Purpose Prize winner Conchy Bretos opens doors for disadvantaged adults
By Michele Harris
THE ERICKSON TRIBUNE
The Purpose Prize recognizes the achievements of older social innovators who are taking on some of society’s greatest problems. In 2006, five winners won grants of $100,000 each to further the good work they have already begun. This is the fourth article in a series about The Purpose Prize and its awardees.
A little help
Sometimes all you need is a little help. For many low-income adults, a little help is not an option.
When their health requires even a minimal amount of daily care, many who rely on government aid can’t afford the move to an assisted living facility or the expense of in-home care. Without options, thousands end up prematurely entering a nursing facility.

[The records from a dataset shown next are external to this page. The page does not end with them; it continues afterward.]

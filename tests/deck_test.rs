//! End-to-end tests: deck file -> circuit -> every analysis -> CSV.

use nodal::analysis::{Analysis, PauseFlag, Recorder, RunStatus};
use nodal::deck::Deck;
use nodal::output;
use nodal::report::CollectingReporter;
use nodal::NodalError;
use std::path::{Path, PathBuf};

fn deck_path(name: &str) -> PathBuf {
    Path::new(env!("CARGO_MANIFEST_DIR")).join("decks").join(name)
}

fn csv(plot: &nodal::analysis::Plot) -> String {
    let mut buf = Vec::new();
    output::write_plot(plot, &mut buf).expect("write failed");
    String::from_utf8(buf).expect("CSV is not UTF-8")
}

#[test]
fn test_diode_rc_deck_runs_every_analysis() {
    let deck = Deck::load(&deck_path("diode_rc.toml")).expect("deck failed to load");
    assert_eq!(deck.title, "diode clamp with RC load");
    let mut ckt = deck
        .build_circuit_with(Box::new(CollectingReporter::new()))
        .expect("deck failed to elaborate");

    let mut rec = Recorder::new();
    for mut analysis in deck.build_analyses() {
        let status = analysis
            .run(&mut ckt, &mut rec, &PauseFlag::new())
            .unwrap_or_else(|e| panic!("{} failed: {e}", analysis.name()));
        assert_eq!(status, RunStatus::Completed);
    }

    let kinds: Vec<&str> = rec.plots().iter().map(|p| p.meta.analysis).collect();
    assert_eq!(kinds, vec!["op", "dc", "ac", "tran"]);
    assert!(rec.plots().iter().all(|p| !p.is_empty()));

    let op = csv(&rec.plots()[0]);
    assert!(op.starts_with("Variable,Value\n"));
    assert!(op.contains("V(out),"));

    let dc = csv(&rec.plots()[1]);
    assert!(dc.starts_with("vin,"));
    assert_eq!(dc.lines().count(), 1 + 31);

    let ac = csv(&rec.plots()[2]);
    assert!(ac.starts_with("frequency,"));
    assert!(ac.lines().next().unwrap().contains("V(out)_mag,V(out)_phase_deg"));

    let tran = &rec.plots()[3];
    assert_eq!(tran.scale[0], 0.0);
    assert!((tran.scale.last().unwrap() - 3e-6).abs() < 1e-15);
    // The clamp holds the output below a diode drop.
    let peak = tran.real_vector("V(out)").unwrap().into_iter().fold(f64::MIN, f64::max);
    assert!(peak < 1.0, "clamp exceeded: {peak}");

    assert_eq!(ckt.reporter().diagnostics().len(), 0);
}

#[test]
fn test_inverter_deck_elaborates() {
    let deck = Deck::load(&deck_path("inverter.toml")).unwrap();
    let mut ckt = deck.build_circuit().unwrap();
    ckt.setup().unwrap();
    // out, in, vdd plus two source branches
    assert_eq!(ckt.ctx.num_unknowns(), 5);
    assert!(ckt.device("nch").is_some());
    assert!(ckt.device("pch").is_some());
}

#[test]
fn test_missing_deck_is_io_error() {
    let err = Deck::load(&deck_path("no_such_deck.toml")).unwrap_err();
    assert!(matches!(err, NodalError::Io(_)));
}

#[test]
fn test_malformed_deck_is_syntax_error() {
    let err = Deck::from_toml("title = \"x\"\n[[element]]\nname = 3\n").unwrap_err();
    assert!(matches!(err, NodalError::Toml(_)));
}

#[test]
fn test_ac_deck_with_zero_start_frequency_is_rejected() {
    let text = r#"
[[element]]
name = "v1"
kind = "vsource"
nodes = ["a", "0"]
params = { dc = 1.0, acmag = 1.0 }

[[element]]
name = "r1"
kind = "resistor"
nodes = ["a", "0"]
params = { r = 1e3 }

[[analysis]]
type = "ac"
sweep = "dec"
points = 5
fstart = 0.0
fstop = 1e3
"#;
    let deck = Deck::from_toml(text).unwrap();
    let mut ckt = deck.build_circuit().unwrap();
    let mut rec = Recorder::new();
    let mut analyses = deck.build_analyses();
    let err = analyses[0].run(&mut ckt, &mut rec, &PauseFlag::new()).unwrap_err();
    assert!(matches!(err, NodalError::Analysis(_)), "got {err}");
    assert!(rec.plots().is_empty());
    assert_eq!(ckt.ctx.stats.newton_iterations, 0);
}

Expanding the options available to low-income adults in need of care has been the mission of one Miami woman, Conchy Bretos. Bretos was the guiding force behind the Helen Sawyer Plaza in Miami, the nation’s first publicly funded assisted living facility.
For that and her ongoing passion to make care options available to all, Bretos won a 2006 Purpose Prize and with it, a $100,000 grant to further her good work.
Not even the basic services
As Assistant Secretary for Aging and Adult Affairs for the state of Florida in the early 1980s, Bretos found that many older adults living in public housing were not getting some of the basic services they needed. They weren’t sick enough to need the kind of around-the-clock care a nursing facility provides, and they were unwilling to leave the place they called home. Bretos says, “I started to think that it would be so wonderful to bring services to the place where they live.”
After leaving her government post, Bretos took on the challenge of establishing a place to call home for disadvantaged adults in need of care. “I went to the housing authority in Miami to ask if there was a building they were going to sell or give away. I wanted that building,” Bretos says.